MinEx also focuses on developing safer, more productive, and environmentally-friendly drilling methods to discover and drill out deposits. This includes work on coiled tubing (CT) drilling technology and innovations in diamond and reverse circulation (RC) drilling techniques aimed at improved drilling optimisation and automation.
To learn more about the collaboration, its current aims and objectives, and its plans for the future, The Innovation Platform spoke to David Giles, Chief Scientific Officer of MinEx CRC.
Can you tell us more about MinEx CRC, why it was formed, and its key aims and objectives?
MinEx was launched as a direct response to declining mineral exploration success and reduced mineral exploration investment in Australia in the two decades leading up to our successful Cooperative Research Australia (CRC) bid in 2018. In the mid-1990s, around one quarter of total global mineral exploration expenditure occurred in Australia, but this number had dropped to about one eighth by 2015.
Investment that had previously come to Australia was moving elsewhere. This could be attributed to the fact that exploration in Australia dating back to the mid-19th century had been so successful. As a result, the easier-to-find deposits that occur at or close to the Earth’s surface had all been discovered and we entered a period of diminishing returns within that ‘shallow’ search space. The only solution was to dig deeper.
However, going deeper is technically challenging, expensive and has greater inherent uncertainty – meaning greater risk. Explorers were choosing to shift investment to less well explored jurisdictions (although often with greater sovereign risk) where there may still be undiscovered shallow deposits.
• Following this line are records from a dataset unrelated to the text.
//! Error types for GitHub client operations.
//!
//! This module defines the error types that can occur when interacting with the GitHub API
//! through the github_client crate. Errors returned by octocrab are classified by HTTP status
//! so that callers can tell a missing resource apart from an authentication or quota problem.

#[cfg(test)]
#[path = "errors_tests.rs"]
mod tests;

/// Errors that can occur during GitHub client operations.
///
/// ## Examples
///
/// ```rust,ignore
/// use github_client::Error;
///
/// match client.list_org_custom_properties("my-org").await {
///     Ok(properties) => println!("Found {} properties", properties.len()),
///     Err(Error::NotFound) => eprintln!("Organization does not exist"),
///     Err(Error::RateLimitExceeded) => eprintln!("Rate limit exceeded, retry later"),
///     Err(err) => eprintln!("Other error: {}", err),
/// }
/// ```
#[derive(Debug, thiserror::Error)]
pub enum Error {
    /// A GitHub API request failed.
    ///
    /// The contained string is the message reported by GitHub (or by the HTTP
    /// layer when no response was received).
    #[error("API request failed: {0}")]
    ApiError(String),

    /// Authentication or GitHub client initialization failure.
    ///
    /// This error occurs when:
    /// - The token is invalid, expired or lacks the required scopes
    /// - The octocrab client could not be built
    #[error("Failed to authenticate or initialize GitHub client: {0}")]
    AuthError(String),

    /// Error deserializing the response from GitHub.
    #[error("Failed to deserialize GitHub response: {0}")]
    Deserialization(#[from] serde_json::Error),

    /// The GitHub API returned a response in an unexpected format.
    #[error("Invalid response format")]
    InvalidResponse,

    /// The requested resource was not found.
    ///
    /// This error occurs when a GitHub API request returns a 404 status code,
    /// indicating that the requested organization, user or property does not
    /// exist or is not visible with the current authentication.
    #[error("Resource not found")]
    NotFound,

    /// GitHub API rate limit has been exceeded.
    #[error("Rate limit exceeded")]
    RateLimitExceeded,
}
The aim of MinEx is to overcome the technical challenges to make critical mineral exploration more efficient, reduce costs, and reduce the uncertainty of deep mineral exploration to unlock around 70% of the mineral-endowed Australian continent to systematic exploration.
Alongside this motivation is something more profound on a global scale – our need to discover and develop more of the mineral deposits required to resource our transition to a low-carbon economy. We will need to find and mine more copper in the next 25 years than ever before just to keep up with current demand, let alone the additional copper needed for electric vehicles and wind turbines. The challenge for lithium (for batteries) and rare earth elements (for magnets in electric motors) is even greater. The lead time for discoveries to become producing mines is longer than people think, averaging at 13 years, so investment in making those discoveries is urgent.
Although the rationale is different, the appropriate response is the same. We must overcome technical challenges to make critical mineral exploration more efficient, reduce the cost, and reduce the uncertainty of critical mineral exploration so that we can increase the probability of success and reduce the discovery-to-production timeline.
MinEx CRC’s take on this challenge is informed by a simple truth: to discover mineral deposits, and to define and characterise them so that they can be mined, drilling is required. The best long-term correlation to mineral discovery (in terms of input) is total metres drilled. It is often stressed that the success rate for each hole drilled is relatively low. Whilst this is true, it should not be a disincentive. Zero drilling means zero discoveries and more drilling typically equates to more discoveries – it is as simple as that. Our task is to make drilling more efficient, cheaper, safer and reduce its environmental impact so that we can afford (in terms of money, time, health, and sustainability) to drill more. This includes the attendant sampling (quality, representative, accurately located rock samples), sensing (measurement of physical rock properties and geophysical parameters within the drill hole) and downstream analyses (e.g., to discern subtle signatures of alteration or the age and geological history of the rocks intersected) that are critical to systematic mineral exploration. Our three research programmes encompass this, including:
- Drilling (new drilling technologies and improving conventional technologies);
- Data from drilling (focused on data collected and analysed while drilling or at least during a drilling campaign); and
- The National Drilling Initiative.
How are you supporting the development of more efficient, safe, and environmentally-friendly drilling methods?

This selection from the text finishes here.